I am going to make some progress because I am conscious of the time.
Secondly, the Minister said that the French have urged us to stop the Dubs scheme, but according to what President Hollande has said, the evidence is that the reverse is true. I am worried that the co-operation we had in the autumn appears to have broken down.
Thirdly, it has been said that local authorities do not have capacity, but that was not what the Select Committee heard in evidence yesterday. The Local Government Association said that it had not been consulted specifically on Dubs; it had been consulted on the national transfer scheme. We should have more detailed consultation on Dubs. We heard from local councils that they wanted to offer more places but those places had not been taken up, and that if local authorities all met the 0.07% target that the Government have said is appropriate, there would be 3,000 more places on top of those already taken by those children who have arrived spontaneously.
I am going to make some progress, because Mr Deputy Speaker wants to move on.
Fourthly, the Government have said that we have met the spirit of the Dubs amendment, but that is simply not the case. Not only have we not met the spirit of Dubs, but the Government are failing again on the Dublin agreement. The expedited system that was temporarily in place in France was working. Ministers have said that they will learn lessons from that, but they do not seem to be doing so.

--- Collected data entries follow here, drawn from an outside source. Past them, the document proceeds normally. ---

//! Process-local store backing the service binary and the test suites.
//!
//! A single mutex guards all tables, so each trait method is one atomic unit.

use std::collections::HashMap;
use std::sync::{Arc, Mutex, MutexGuard};

use tracing::debug;

use super::domain::{
    Submission, SubmissionId, SubmissionStatus, TaskDefinition, TaskId, UserId, UserScore,
};
use super::repository::{RepositoryError, SubmissionRepository, TaskCatalog, VerificationRecord};
use super::settlement::{utc_day, SettlementCommand, SettlementOutcome, SettlementReceipt};

#[derive(Debug, Default)]
struct StoreState {
    submissions: HashMap<SubmissionId, Submission>,
    verified_by_task: HashMap<TaskId, SubmissionId>,
    scores: HashMap<UserId, UserScore>,
    verifications: HashMap<SubmissionId, Vec<VerificationRecord>>,
}

#[derive(Debug, Default, Clone)]
pub struct InMemorySubmissionStore {
    state: Arc<Mutex<StoreState>>,
}

impl InMemorySubmissionStore {
    fn lock(&self) -> Result<MutexGuard<'_, StoreState>, RepositoryError> {
        self.state
            .lock()
            .map_err(|_| RepositoryError::Unavailable("store mutex poisoned".to_string()))
    }

    /// Every ledger row, for reporting and assertions.
    pub fn ledgers(&self) -> Result<Vec<UserScore>, RepositoryError> {
        let guard = self.lock()?;
        Ok(guard.scores.values().cloned().collect())
    }
}

impl SubmissionRepository for InMemorySubmissionStore {
    fn insert(&self, mut submission: Submission) -> Result<Submission, RepositoryError> {
        let mut guard = self.lock()?;

        if guard.submissions.contains_key(&submission.id) {
            return Err(RepositoryError::Conflict);
        }

        if let Some(winner) = guard.verified_by_task.get(&submission.task_id) {
            return Err(RepositoryError::TaskAlreadyVerified {
                winner: winner.clone(),
            });
        }

        if let Some(existing) = guard.submissions.values().find(|existing| {
            existing.task_id == submission.task_id
                && existing.user_id == submission.user_id
                && existing.status.blocks_restart()
        }) {
            return Err(RepositoryError::ActiveSubmission {
                existing: existing.id.clone(),
                status: existing.status,
            });
        }

        submission.version = 1;
        guard
            .submissions
            .insert(submission.id.clone(), submission.clone());
        Ok(submission)
    }

    fn update(&self, mut submission: Submission) -> Result<Submission, RepositoryError> {
        let mut guard = self.lock()?;
        let state = &mut *guard;

        let current = state
            .submissions
            .get(&submission.id)
            .ok_or(RepositoryError::NotFound)?;

        if current.version != submission.version {
            return Err(RepositoryError::StaleWrite {
                submission_id: submission.id.clone(),
                expected: submission.version,
                found: current.version,
            });
        }

        if current.status == SubmissionStatus::Verified
            && submission.status != SubmissionStatus::Verified
        {
            return Err(RepositoryError::Conflict);
        }

        if submission.status == SubmissionStatus::Verified {
            match state.verified_by_task.get(&submission.task_id) {
                Some(winner) if *winner != submission.id => {
                    return Err(RepositoryError::TaskAlreadyVerified {
                        winner: winner.clone(),
                    });
                }
                Some(_) => {}
                None => {
                    state
                        .verified_by_task
                        .insert(submission.task_id.clone(), submission.id.clone());
                }
            }
        }

        // The award marker is written only by `commit_settlement`.
        submission.points_awarded_at = current.points_awarded_at;
        submission.version = current.version + 1;
        state
            .submissions
            .insert(submission.id.clone(), submission.clone());
        Ok(submission)
    }

    fn fetch(&self, id: &SubmissionId) -> Result<Option<Submission>, RepositoryError> {
        let guard = self.lock()?;
        Ok(guard.submissions.get(id).cloned())
    }

    fn verified_for_task(&self, task_id: &TaskId) -> Result<Option<SubmissionId>, RepositoryError> {
        let guard = self.lock()?;
        Ok(guard.verified_by_task.get(task_id).cloned())
    }

    fn for_user(
        &self,
        user_id: &UserId,
        statuses: &[SubmissionStatus],
        limit: usize,
    ) -> Result<Vec<Submission>, RepositoryError> {
        let guard = self.lock()?;
        let mut matches: Vec<Submission> = guard
            .submissions
            .values()
            .filter(|submission| &submission.user_id == user_id)
            .filter(|submission| statuses.is_empty() || statuses.contains(&submission.status))
            .cloned()
            .collect();
        matches.sort_by(|a, b| {
            b.updated_at
                .cmp(&a.updated_at)
                .then_with(|| b.id.cmp(&a.id))
        });
        matches.truncate(limit);
        Ok(matches)
    }

    fn commit_settlement(
        &self,
        command: SettlementCommand,
    ) -> Result<SettlementOutcome, RepositoryError> {
        let mut guard = self.lock()?;
        let state = &mut *guard;

        let submission = state
            .submissions
            .get_mut(&command.submission_id)
            .ok_or(RepositoryError::NotFound)?;

        if let Some(awarded_at) = submission.points_awarded_at {
            return Ok(SettlementOutcome::AlreadySettled { awarded_at });
        }
        if submission.status != SubmissionStatus::Verified {
            return Ok(SettlementOutcome::NotEligible {
                status: submission.status,
            });
        }

        let score = state
            .scores
            .entry(submission.user_id.clone())
            .or_insert_with(|| UserScore::new(submission.user_id.clone()));
        let streak = score.apply_settlement(command.points, utc_day(command.awarded_at));

        submission.points_awarded_at = Some(command.awarded_at);
        submission.updated_at = command.awarded_at;
        submission.version += 1;

        debug!(
            submission_id = %submission.id,
            user_id = %submission.user_id,
            points = command.points,
            "settlement committed"
        );

        Ok(SettlementOutcome::Settled(SettlementReceipt {
            submission_id: submission.id.clone(),
            user_id: submission.user_id.clone(),
            points_awarded: command.points,
            total_points: score.total_points,
            tasks_completed: score.tasks_completed,
            streak,
            awarded_at: command.awarded_at,
        }))
    }

    fn ledger(&self, user_id: &UserId) -> Result<Option<UserScore>, RepositoryError> {
        let guard = self.lock()?;
        Ok(guard.scores.get(user_id).cloned())
    }

    fn append_verification(&self, record: VerificationRecord) -> Result<(), RepositoryError> {
        let mut guard = self.lock()?;
        guard
            .verifications
            .entry(record.submission_id.clone())
            .or_default()
            .push(record);
        Ok(())
    }

    fn latest_verification(
        &self,
        submission_id: &SubmissionId,
    ) -> Result<Option<VerificationRecord>, RepositoryError> {
        let guard = self.lock()?;
        Ok(guard
            .verifications
            .get(submission_id)
            .and_then(|records| records.last())
            .cloned())
    }
}

/// Fixed catalog held in memory.
#[derive(Debug, Default, Clone)]
pub struct InMemoryTaskCatalog {
    tasks: Arc<Mutex<HashMap<TaskId, TaskDefinition>>>,
}

impl InMemoryTaskCatalog {
    pub fn with_tasks(tasks: impl IntoIterator<Item = TaskDefinition>) -> Self {
        let tasks = tasks
            .into_iter()
            .map(|task| (task.id.clone(), task))
            .collect();
        Self {
            tasks: Arc::new(Mutex::new(tasks)),
        }
    }

    pub fn upsert(&self, task: TaskDefinition) -> Result<(), RepositoryError> {
        let mut guard = self
            .tasks
            .lock()
            .map_err(|_| RepositoryError::Unavailable("catalog mutex poisoned".to_string()))?;
        guard.insert(task.id.clone(), task);
        Ok(())
    }

    pub fn all(&self) -> Result<Vec<TaskDefinition>, RepositoryError> {
        let guard = self
            .tasks
            .lock()
            .map_err(|_| RepositoryError::Unavailable("catalog mutex poisoned".to_string()))?;
        let mut tasks: Vec<TaskDefinition> = guard.values().cloned().collect();
        tasks.sort_by(|a, b| a.id.cmp(&b.id));
        Ok(tasks)
    }
}

impl TaskCatalog for InMemoryTaskCatalog {
    fn fetch(&self, id: &TaskId) -> Result<Option<TaskDefinition>, RepositoryError> {
        let guard = self
            .tasks
            .lock()
            .map_err(|_| RepositoryError::Unavailable("catalog mutex poisoned".to_string()))?;
        Ok(guard.get(id).cloned())
    }

    fn active(&self) -> Result<Vec<TaskDefinition>, RepositoryError> {
        let mut tasks = self.all()?;
        tasks.retain(|task| task.is_active);
        Ok(tasks)
    }
}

The Minister said in his answer to the right hon. Member for Loughborough (Nicky Morgan) that there were somehow 115 people in Greece, but we were told by the charities yesterday that there was only one person working on child transfers in Greece, one in Italy and one in France. That is not enough even to review the Dublin cases that were turned down and that the Home Office said it would review. I do not see how it can review those cases if none of those children has paperwork, has been given any formal response about why their case has been turned down, or has a process through which to apply to have it reviewed. The Government have done some good things. I ask them not to rip them up now.
This is what one of the child refugees who we helped said:
“Many of us have been traded like cattle between groups of smugglers...many of us know someone who died.”
Another said:
“Assaulting women, sexually abusing children—the smugglers are really not nice people.”
We created some safe legal routes that prevented the traffickers and the illegal, dangerous routes. They were working. That approach did not solve the whole problem—it addressed only a limited part of the refugee crisis—but it was about Britain doing its bit. It was about Britain being better than this. We in this House were all proud of it. I really urge the Minister to reopen the Dubs scheme, reinstate a proper, effective Dublin process and let Britain do its bit to help refugees again, just as we did for Alf Dubs, generations ago.